Reject the Precautionary Principle, a Threat to Technological Progress
From Liberate to Stimulate: A Bipartisan Agenda to Restore Limited Government and Revive America's Economy
Increasingly, governments and environmental activists are demanding that producers of both new and old technologies prove that their products are totally safe. Although this “better safe than sorry” attitude may seem like a reasonable approach to risk regulation, health and environmental risk issues are not so simple. Nothing is totally without risk, and the reason for adopting new technologies in the first place is that they often improve our well-being by protecting us from the risks of older, more established products and practices. Even very risky new technologies may often be better than the alternatives. However, from industrial chemicals to consumer products and everything in between, advocates of precautionary regulation insist that the mere possibility of one increased risk should be sufficient to take useful products off the market or prevent them from ever being used.
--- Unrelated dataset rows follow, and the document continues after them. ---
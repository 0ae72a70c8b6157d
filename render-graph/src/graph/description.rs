//! Serializable graph description.
//!
//! Nodes are named by a file-local key and instantiated from the pass
//! catalogue; links name ports by node key and port name. Stored as RON.

use std::collections::HashMap;

use serde::{Deserialize, Serialize};

use super::{GraphEditor, NodeId, PassKind};
use crate::error::EditorError;

/// A node entry: catalogue kind plus an optional display name.
#[derive(Debug, Clone, PartialEq, Eq, Serialize, Deserialize)]
pub struct NodeDescription {
    pub key: String,
    pub kind: PassKind,
    #[serde(default)]
    pub name: Option<String>,
}

/// A port addressed by node key and port name.
#[derive(Debug, Clone, PartialEq, Eq, Serialize, Deserialize)]
pub struct PortRef {
    pub node: String,
    pub port: String,
}

impl PortRef {
    pub fn new(node: impl Into<String>, port: impl Into<String>) -> Self {
        Self {
            node: node.into(),
            port: port.into(),
        }
    }
}

/// A link from an output port to an input port.
#[derive(Debug, Clone, PartialEq, Eq, Serialize, Deserialize)]
pub struct LinkDescription {
    pub from: PortRef,
    pub to: PortRef,
}

/// Serializable form of a render graph.
#[derive(Debug, Clone, PartialEq, Eq, Default, Serialize, Deserialize)]
pub struct GraphDescription {
    pub nodes: Vec<NodeDescription>,
    #[serde(default)]
    pub links: Vec<LinkDescription>,
}

impl GraphDescription {
    pub fn from_ron(source: &str) -> Result<Self, EditorError> {
        ron::from_str(source).map_err(|e| EditorError::InvalidDescription(e.to_string()))
    }

    pub fn to_ron(&self) -> Result<String, EditorError> {
        ron::ser::to_string_pretty(self, ron::ser::PrettyConfig::default())
            .map_err(|e| EditorError::InvalidDescription(e.to_string()))
    }

    fn node(&mut self, key: &str, kind: PassKind) -> &mut Self {
        self.nodes.push(NodeDescription {
            key: key.to_string(),
            kind,
            name: None,
        });
        self
    }

    fn link(&mut self, from: (&str, &str), to: (&str, &str)) -> &mut Self {
        self.links.push(LinkDescription {
            from: PortRef::new(from.0, from.1),
            to: PortRef::new(to.0, to.1),
        });
        self
    }

    /// Deferred lighting pipeline: G-buffer, ambient occlusion, lighting,
    /// anti-aliasing and present.
    pub fn deferred_lighting() -> Self {
        let mut desc = Self::default();
        desc.node("scene", PassKind::SceneProvider)
            .node("gbuffer", PassKind::GBuffer)
            .node("ao", PassKind::AmbientOcclusion)
            .node("lighting", PassKind::Lighting)
            .node("aa", PassKind::AntiAliasing)
            .node("present", PassKind::Present);
        desc.link(("scene", "Scene"), ("gbuffer", "Scene"))
            .link(("gbuffer", "Position"), ("ao", "Position"))
            .link(("gbuffer", "Normal"), ("ao", "Normal"))
            .link(("scene", "Camera"), ("ao", "Camera"))
            .link(("scene", "TLAS"), ("ao", "TLAS"))
            .link(("scene", "Camera"), ("lighting", "Camera"))
            .link(("scene", "TLAS"), ("lighting", "TLAS"))
            .link(("gbuffer", "Position"), ("lighting", "Position"))
            .link(("gbuffer", "Normal"), ("lighting", "Normal"))
            .link(("gbuffer", "Albedo"), ("lighting", "Albedo"))
            .link(("gbuffer", "Depth"), ("lighting", "Depth"))
            .link(("ao", "AO Image"), ("lighting", "AO Image"))
            .link(("lighting", "Lighting Result"), ("aa", "Image"))
            .link(("aa", "Anti-Aliased Image"), ("present", "Final Image"));
        desc
    }
}

impl GraphEditor {
    /// Builds an editor from a description, validating every link.
    pub fn from_description(desc: &GraphDescription) -> Result<Self, EditorError> {
        let mut editor = GraphEditor::empty();
        let mut keys: HashMap<&str, NodeId> = HashMap::new();

        for node in &desc.nodes {
            let name = node
                .name
                .clone()
                .unwrap_or_else(|| node.kind.display_name().to_string());
            let id = editor.add_named_node(node.kind, name)?;
            if keys.insert(node.key.as_str(), id).is_some() {
                return Err(EditorError::InvalidDescription(format!(
                    "duplicate node key '{}'",
                    node.key
                )));
            }
        }

        let lookup = |key: &str| {
            keys.get(key).copied().ok_or_else(|| {
                EditorError::InvalidDescription(format!("link references unknown node '{key}'"))
            })
        };
        for link in &desc.links {
            let from = lookup(&link.from.node)?;
            let to = lookup(&link.to.node)?;
            editor.connect(from, &link.from.port, to, &link.to.port)?;
        }
        Ok(editor)
    }

    /// Describes the current graph. Node keys are derived from node ids.
    ///
    /// Nodes are re-created from the catalogue on load, so custom port sets
    /// do not survive a round trip.
    pub fn to_description(&self) -> GraphDescription {
        let key = |id: NodeId| format!("node{}", id.0);
        GraphDescription {
            nodes: self
                .nodes()
                .iter()
                .map(|n| NodeDescription {
                    key: key(n.id),
                    kind: n.kind,
                    name: (n.name != n.kind.display_name()).then(|| n.name.clone()),
                })
                .collect(),
            links: self
                .edges()
                .iter()
                .map(|e| LinkDescription {
                    from: PortRef::new(key(e.start.node_id), e.start.resource_name.clone()),
                    to: PortRef::new(key(e.end.node_id), e.end.resource_name.clone()),
                })
                .collect(),
        }
    }
}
New medicines protect us from diseases, even though there is always a risk of side effects. Automobile innovations, from airbags to antilock brakes, make traveling safer, even though they pose their own risks. And food and agriculture technologies—such as preservatives, pesticides, and bioengineered crops—help make our food supply safer and less expensive, and lighten farming’s impact on the environment. So, by demanding perfect safety, a precautionary regulatory philosophy can actually make our world less safe by denying society the benefits of new technologies. Regulation’s proper goal should be to permit experimentation and the introduction of new technologies, while balancing the risk of moving too quickly into the future against the very real risk of lingering too long in the past.